# [DATA FOR PROCESSING]
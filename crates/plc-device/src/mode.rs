//! CPU operating mode shared between the protocol dispatcher and the
//! scan engine.

use std::fmt;
use std::sync::atomic::{AtomicU8, Ordering};

/// CPU operating mode.
///
/// `Reset` is momentary: the reset sequence clears device memory and the
/// engine's transient state, then publishes `Stop`. The cell never rests
/// in `Reset`.
#[derive(Debug, Clone, Copy, PartialEq, Eq)]
pub enum CpuMode {
    /// Scanning halted, outputs held. Initial mode.
    Stop,
    /// Ladder program scanning.
    Run,
    /// Scanning halted, outputs held (operationally identical to `Stop`
    /// in the mock).
    Pause,
    /// Transient state during a reset sequence.
    Reset,
}

impl CpuMode {
    const fn as_u8(self) -> u8 {
        match self {
            Self::Stop => 0,
            Self::Run => 1,
            Self::Pause => 2,
            Self::Reset => 3,
        }
    }

    const fn from_u8(raw: u8) -> Self {
        match raw {
            1 => Self::Run,
            2 => Self::Pause,
            3 => Self::Reset,
            _ => Self::Stop,
        }
    }
}

impl fmt::Display for CpuMode {
    fn fmt(&self, f: &mut fmt::Formatter<'_>) -> fmt::Result {
        f.write_str(match self {
            Self::Stop => "STOP",
            Self::Run => "RUN",
            Self::Pause => "PAUSE",
            Self::Reset => "RESET",
        })
    }
}

/// Shared, lock-free holder of the CPU mode.
#[derive(Debug)]
pub struct ModeCell {
    mode: AtomicU8,
}

impl Default for ModeCell {
    fn default() -> Self {
        Self::new()
    }
}

impl ModeCell {
    /// Create a cell in the initial `Stop` mode.
    #[must_use]
    pub const fn new() -> Self {
        Self {
            mode: AtomicU8::new(CpuMode::Stop.as_u8()),
        }
    }

    /// Current mode.
    #[must_use]
    pub fn get(&self) -> CpuMode {
        CpuMode::from_u8(self.mode.load(Ordering::Acquire))
    }

    /// Publish a new mode.
    pub fn set(&self, mode: CpuMode) {
        let previous = CpuMode::from_u8(self.mode.swap(mode.as_u8(), Ordering::AcqRel));
        if previous != mode {
            log::info!("cpu mode {previous} -> {mode}");
        }
    }
}
//! Ladder-logic execution: the compiled instruction set, a stack-based
//! scan interpreter, and the engine thread that runs it on a soft period
//! against the shared device memory.
//!
//! The interpreter mirrors a real PLC's evaluation model: a boolean
//! accumulator carries the current rung result, a block stack serves
//! `ANB`/`ORB`, and a branch stack serves `MPS`/`MRD`/`MPP`. Device
//! memory is read at the moment each instruction executes, so MC protocol
//! writes land between instructions exactly as they do on hardware.

mod engine;
mod instruction;
mod interp;

pub use engine::{Engine, EngineError};
pub use instruction::{Instruction, Operand, Program};
pub use interp::{
    ALWAYS_OFF_RELAY, ALWAYS_ON_RELAY, DEFAULT_SCAN_PERIOD, DIAG_RELAY, Interpreter,
};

# [TASK BRIEF]
Starting at the first line of the records above, please copy every line exactly through the line containing "pub enum CpuMode", and stop there.

# [EXPECTED OUTPUT]
filename crates/plc-device/src/mode.rs
//! CPU operating mode shared between the protocol dispatcher and the
//! scan engine.

use std::fmt;
use std::sync::atomic::{AtomicU8, Ordering};

/// CPU operating mode.
///
/// `Reset` is momentary: the reset sequence clears device memory and the
/// engine's transient state, then publishes `Stop`. The cell never rests
/// in `Reset`.
#[derive(Debug, Clone, Copy, PartialEq, Eq)]
pub enum CpuMode {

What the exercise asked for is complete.